Among the entries that follow, some lines contain the word "field". Show all of them.

----- DATA SUPPLIED

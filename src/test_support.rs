use crate::coordination::memory::{MemoryService, MemorySession};
use crate::locks::{LockHandle, LockOptions};
use crate::session::Session;
use std::sync::Arc;
use std::thread;
use std::time::{Duration, Instant};

/// An in-process service plus helpers for opening sessions and handles on it.
pub(crate) struct TestCluster {
    pub(crate) service: MemoryService,
}

impl TestCluster {
    pub(crate) fn new() -> Self {
        Self {
            service: MemoryService::new(),
        }
    }

    /// A fresh session on the cluster.
    pub(crate) fn session(&self) -> Arc<Session> {
        self.session_with_id().0
    }

    /// A fresh session together with its service-side id, for expiring it.
    pub(crate) fn session_with_id(&self) -> (Arc<Session>, u64) {
        let client: MemorySession = self.service.connect().unwrap();
        let id = client.id();
        (Session::with_client("memory://test", Arc::new(client)), id)
    }

    /// A handle on its own session with default options.
    pub(crate) fn handle(&self, lock_name: &str) -> LockHandle {
        LockHandle::new(self.session(), lock_name)
    }

    pub(crate) fn handle_with(&self, lock_name: &str, options: LockOptions) -> LockHandle {
        LockHandle::with_options(self.session(), lock_name, options)
    }

    /// Child names of `path` in sequence order.
    pub(crate) fn queue(&self, path: &str) -> Vec<String> {
        let mut children = self.service.children_of(path);
        children.sort_by_key(|name| crate::locks::sequence_of(name));
        children
    }
}

/// Poll `condition` until it holds or `timeout` elapses.
pub(crate) fn wait_until(timeout: Duration, mut condition: impl FnMut() -> bool) -> bool {
    let deadline = Instant::now() + timeout;
    while Instant::now() < deadline {
        if condition() {
            return true;
        }
        thread::sleep(Duration::from_millis(5));
    }
    condition()
}
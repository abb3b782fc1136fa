//! Long-lived connection to the coordination service.
//!
//! A [`Session`] is opened once per process (or per service endpoint) and
//! shared by every [`LockHandle`](crate::locks::LockHandle) through an `Arc`.
//! Acquiring and releasing locks never opens or closes the session; only an
//! explicit [`Session::close`] does.
//!
//! Opening a session never fails: a connection failure is captured and
//! reported by [`Session::client`], which is where lock handles pick it up on
//! their first attempt.

use crate::config::LockConfig;
use crate::coordination::memory::MemoryService;
use crate::coordination::{Coordinator, CreateMode, ServiceError, paths};
use crate::error::{LockError, Result};
use std::sync::atomic::{AtomicBool, Ordering};
use std::sync::Arc;
use std::time::Duration;
use tracing::{debug, info, warn};

/// Endpoint scheme selecting the in-process service.
pub const MEMORY_SCHEME: &str = "memory://";

/// Observable state of a session.
#[derive(Debug, Clone, PartialEq, Eq)]
pub enum SessionState {
    Connected,
    /// The session could not be established.
    Failed(String),
    /// [`Session::close`] was called.
    Closed,
}

/// A shared coordination-service session.
pub struct Session {
    endpoint: String,
    session_timeout: Duration,
    client: std::result::Result<Arc<dyn Coordinator>, String>,
    closed: AtomicBool,
}

impl std::fmt::Debug for Session {
    fn fmt(&self, f: &mut std::fmt::Formatter<'_>) -> std::fmt::Result {
        f.debug_struct("Session")
            .field("endpoint", &self.endpoint)
            .field("session_timeout", &self.session_timeout)
            .field("state", &self.state())
            .finish()
    }
}

impl Session {
    /// Open a session against `endpoint`.
    ///
    /// `memory://<name>` endpoints resolve to the named in-process service;
    /// anything else is handed to ZooKeeper (requires the `zookeeper` feature).
    pub fn open(endpoint: &str, session_timeout: Duration) -> Arc<Self> {
        let client = connect_backend(endpoint, session_timeout);
        match &client {
            Ok(_) => info!(endpoint, "coordination session established"),
            Err(reason) => warn!(endpoint, %reason, "coordination session failed"),
        }
        Arc::new(Self {
            endpoint: endpoint.to_string(),
            session_timeout,
            client,
            closed: AtomicBool::new(false),
        })
    }

    /// Open a session using the endpoint and timeout from `config`.
    pub fn connect(config: &LockConfig) -> Arc<Self> {
        Self::open(&config.endpoint, config.session_timeout())
    }

    /// Wrap an already-connected client.
    pub fn with_client(endpoint: &str, client: Arc<dyn Coordinator>) -> Arc<Self> {
        Arc::new(Self {
            endpoint: endpoint.to_string(),
            session_timeout: Duration::ZERO,
            client: Ok(client),
            closed: AtomicBool::new(false),
        })
    }

    /// Record a failed connection attempt.
    pub fn failed(endpoint: &str, reason: impl Into<String>) -> Arc<Self> {
        Arc::new(Self {
            endpoint: endpoint.to_string(),
            session_timeout: Duration::ZERO,
            client: Err(reason.into()),
            closed: AtomicBool::new(false),
        })
    }

    pub fn endpoint(&self) -> &str {
        &self.endpoint
    }

    pub fn session_timeout(&self) -> Duration {
        self.session_timeout
    }

    pub fn state(&self) -> SessionState {
        match &self.client {
            Err(reason) => SessionState::Failed(reason.clone()),
            Ok(_) if self.closed.load(Ordering::Acquire) => SessionState::Closed,
            Ok(_) => SessionState::Connected,
        }
    }

    /// The live client, or the error explaining why there is none.
    pub fn client(&self) -> Result<&dyn Coordinator> {
        match &self.client {
            Err(reason) => Err(LockError::Connection {
                endpoint: self.endpoint.clone(),
                reason: reason.clone(),
            }),
            Ok(_) if self.closed.load(Ordering::Acquire) => {
                Err(LockError::Session("session is closed".to_string()))
            }
            Ok(client) => Ok(client.as_ref()),
        }
    }

    /// Idempotently create `path` and every missing ancestor as persistent
    /// nodes. Losing a creation race to another participant is not an error.
    pub fn ensure_root(&self, path: &str) -> Result<()> {
        let client = self.client()?;
        paths::validate(path)?;
        for prefix in paths::prefixes(path) {
            if client.exists(&prefix)?.is_some() {
                continue;
            }
            match client.create(&prefix, Vec::new(), CreateMode::Persistent) {
                Ok(_) => debug!(path = %prefix, "created lock root"),
                Err(ServiceError::NodeExists(_)) => {}
                Err(e) => return Err(e.into()),
            }
        }
        Ok(())
    }

    /// Close the session. Every ephemeral node it owns goes away, which
    /// releases any lock still held through it.
    pub fn close(&self) -> Result<()> {
        if self.closed.swap(true, Ordering::AcqRel) {
            return Ok(());
        }
        match &self.client {
            Ok(client) => {
                client.close()?;
                info!(endpoint = %self.endpoint, "coordination session closed");
                Ok(())
            }
            Err(_) => Ok(()),
        }
    }
}

fn connect_backend(
    endpoint: &str,
    session_timeout: Duration,
) -> std::result::Result<Arc<dyn Coordinator>, String> {
    if let Some(name) = endpoint.strip_prefix(MEMORY_SCHEME) {
        if name.is_empty() {
            return Err("memory endpoint needs a service name".to_string());
        }
        let session = MemoryService::named(name)
            .connect()
            .map_err(|e| e.to_string())?;
        return Ok(Arc::new(session));
    }
    connect_zookeeper(endpoint, session_timeout)
}

#[cfg(feature = "zookeeper")]
fn connect_zookeeper(
    endpoint: &str,
    session_timeout: Duration,
) -> std::result::Result<Arc<dyn Coordinator>, String> {
    use crate::coordination::zookeeper::ZkCoordinator;

    let client = ZkCoordinator::connect(endpoint, session_timeout).map_err(|e| e.to_string())?;
    Ok(Arc::new(client))
}

#[cfg(not(feature = "zookeeper"))]
fn connect_zookeeper(
    _endpoint: &str,
    _session_timeout: Duration,
) -> std::result::Result<Arc<dyn Coordinator>, String> {
    Err("built without ZooKeeper support (enable the `zookeeper` feature)".to_string())
}
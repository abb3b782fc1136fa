//! Fair distributed mutex over a coordination service.
//!
//! # Algorithm
//!
//! Every participant queues by creating an ephemeral, sequential request node
//! under the lock's subtree (`<root>/<lock name>`). The node with the lowest
//! sequence number holds the lock. Everyone else watches only the node
//! immediately in front of it, so a release wakes exactly one successor and
//! grants are handed out in request order.
//!
//! A woken waiter always re-lists the queue: its predecessor may have
//! withdrawn or lost its session while still waiting itself, in which case
//! the waiter moves its watch to the new predecessor and keeps waiting.
//!
//! Because request nodes are ephemeral, a crashed or partitioned holder
//! releases the lock when its session ends.
//!
//! # Request Nodes
//!
//! Node names are `_c_<uuid>-lock-<sequence>`. The per-handle prefix lets a
//! handle find its own node again when a create is interrupted by a lost
//! connection. Each node carries JSON metadata:
//! - `owner`: who queued the request (e.g., `user@HOST`)
//! - `pid`: the process ID
//! - `created_at`: RFC3339 timestamp
//! - `purpose`: free-form description
//!
//! # RAII Guards
//!
//! [`LockHandle::acquire`] returns a [`LockGuard`] that releases the lock when
//! dropped. If the release fails during drop, a warning is logged but the
//! program does not crash.

mod guard;
mod handle;
mod metadata;
mod name;
mod node;
mod rank;
mod signal;
mod types;

#[cfg(test)]
mod tests;

// Re-export public API
pub use guard::LockGuard;
pub use handle::LockHandle;
pub use metadata::LockMetadata;
pub use name::{LOCK_NODE_NAME, RESERVED_NAMES, sequence_of, validate_lock_name};
pub use rank::{list_participants, queue};
pub use types::{LockOptions, LockState, Participant, Rank, ReleaseOutcome, RetryPolicy};
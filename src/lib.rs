//! queuelock: a fair distributed mutex built on a coordination service.
//!
//! Participants queue by creating ephemeral, sequential request nodes under a
//! per-lock subtree. The lowest sequence number holds the lock, each waiter
//! watches only the node immediately in front of it, and a crashed holder
//! releases the lock when its session ends.
//!
//! ```no_run
//! use queuelock::{LockConfig, LockHandle, Session};
//!
//! # fn main() -> queuelock::Result<()> {
//! let config = LockConfig::default();
//! let session = Session::connect(&config);
//! let mut handle = LockHandle::with_options(session, "orders", config.lock_options());
//! let guard = handle.acquire()?;
//! // critical section
//! guard.release()?;
//! # Ok(())
//! # }
//! ```

pub mod config;
pub mod coordination;
pub mod error;
pub mod exit_codes;
pub mod locks;
pub mod session;

#[cfg(test)]
mod test_support;

pub use config::{LockConfig, TimeoutPolicy};
pub use error::{LockError, Result};
pub use locks::{LockGuard, LockHandle, LockOptions, LockState, ReleaseOutcome};
pub use session::{Session, SessionState};
//! Rank resolution: who holds the lock, and who is right in front of us.
//!
//! Ordering is by the numeric sequence suffix only. Each waiter watches just
//! its immediate predecessor, so a release wakes exactly one participant.

use super::metadata::LockMetadata;
use super::name::{lock_root, sequence_of, validate_lock_name};
use super::types::{LockOptions, Participant, Rank, RetryPolicy};
use crate::coordination::{Coordinator, ServiceError, paths};
use crate::error::{LockError, Result};
use crate::session::Session;

/// Request-node names ordered by sequence number.
///
/// Names without a sequence suffix are not request nodes and are dropped.
pub fn sort_by_sequence(children: Vec<String>) -> Vec<(u64, String)> {
    let mut ordered: Vec<(u64, String)> = children
        .into_iter()
        .filter_map(|child| sequence_of(&child).map(|seq| (seq, child)))
        .collect();
    ordered.sort();
    ordered
}

/// Rank of `my_name` among `children`, or `None` if it is not among them.
pub fn rank_among(children: Vec<String>, lock_root: &str, my_name: &str) -> Option<Rank> {
    let ordered = sort_by_sequence(children);
    let position = ordered.iter().position(|(_, name)| name == my_name)?;
    if position == 0 {
        Some(Rank::Holder)
    } else {
        Some(Rank::Waiting {
            predecessor: paths::join(lock_root, &ordered[position - 1].1),
            position,
        })
    }
}

/// List the siblings of `my_node` and decide whether it holds the lock.
///
/// Fails with [`LockError::Session`] if `my_node` is no longer in the queue,
/// which happens when the session that created it expired.
pub fn resolve(
    client: &dyn Coordinator,
    lock_root: &str,
    my_node: &str,
    retry: &RetryPolicy,
) -> Result<Rank> {
    let children = retry.run("list request nodes", || client.children(lock_root))?;
    rank_among(children, lock_root, paths::name(my_node)).ok_or_else(|| {
        LockError::Session(format!(
            "request node '{}' vanished from the queue; its session has likely expired",
            my_node
        ))
    })
}

/// Current queue of `lock_root`, holder first, with each node's metadata.
pub fn list_participants(
    client: &dyn Coordinator,
    lock_root: &str,
    retry: &RetryPolicy,
) -> Result<Vec<Participant>> {
    let children = match retry.run("list request nodes", || client.children(lock_root)) {
        Ok(children) => children,
        Err(ServiceError::NoNode(_)) => return Ok(Vec::new()),
        Err(e) => return Err(e.into()),
    };

    let mut participants = Vec::new();
    for (sequence, name) in sort_by_sequence(children) {
        let path = paths::join(lock_root, &name);
        let metadata = match client.data(&path) {
            Ok(bytes) => LockMetadata::from_bytes(&bytes).ok(),
            // Released between listing and reading.
            Err(ServiceError::NoNode(_)) => continue,
            Err(e) => return Err(e.into()),
        };
        participants.push(Participant {
            name,
            path,
            sequence,
            position: participants.len(),
            metadata,
        });
    }
    Ok(participants)
}

/// Queue of `lock_name` under `options.root`, without creating anything.
///
/// A lock that was never used has an empty queue.
pub fn queue(session: &Session, options: &LockOptions, lock_name: &str) -> Result<Vec<Participant>> {
    validate_lock_name(lock_name)?;
    let client = session.client()?;
    list_participants(client, &lock_root(&options.root, lock_name), &options.retry)
}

----------

» YOUR RESPONSE
            .field("endpoint", &self.endpoint)
            .field("session_timeout", &self.session_timeout)
            .field("state", &self.state())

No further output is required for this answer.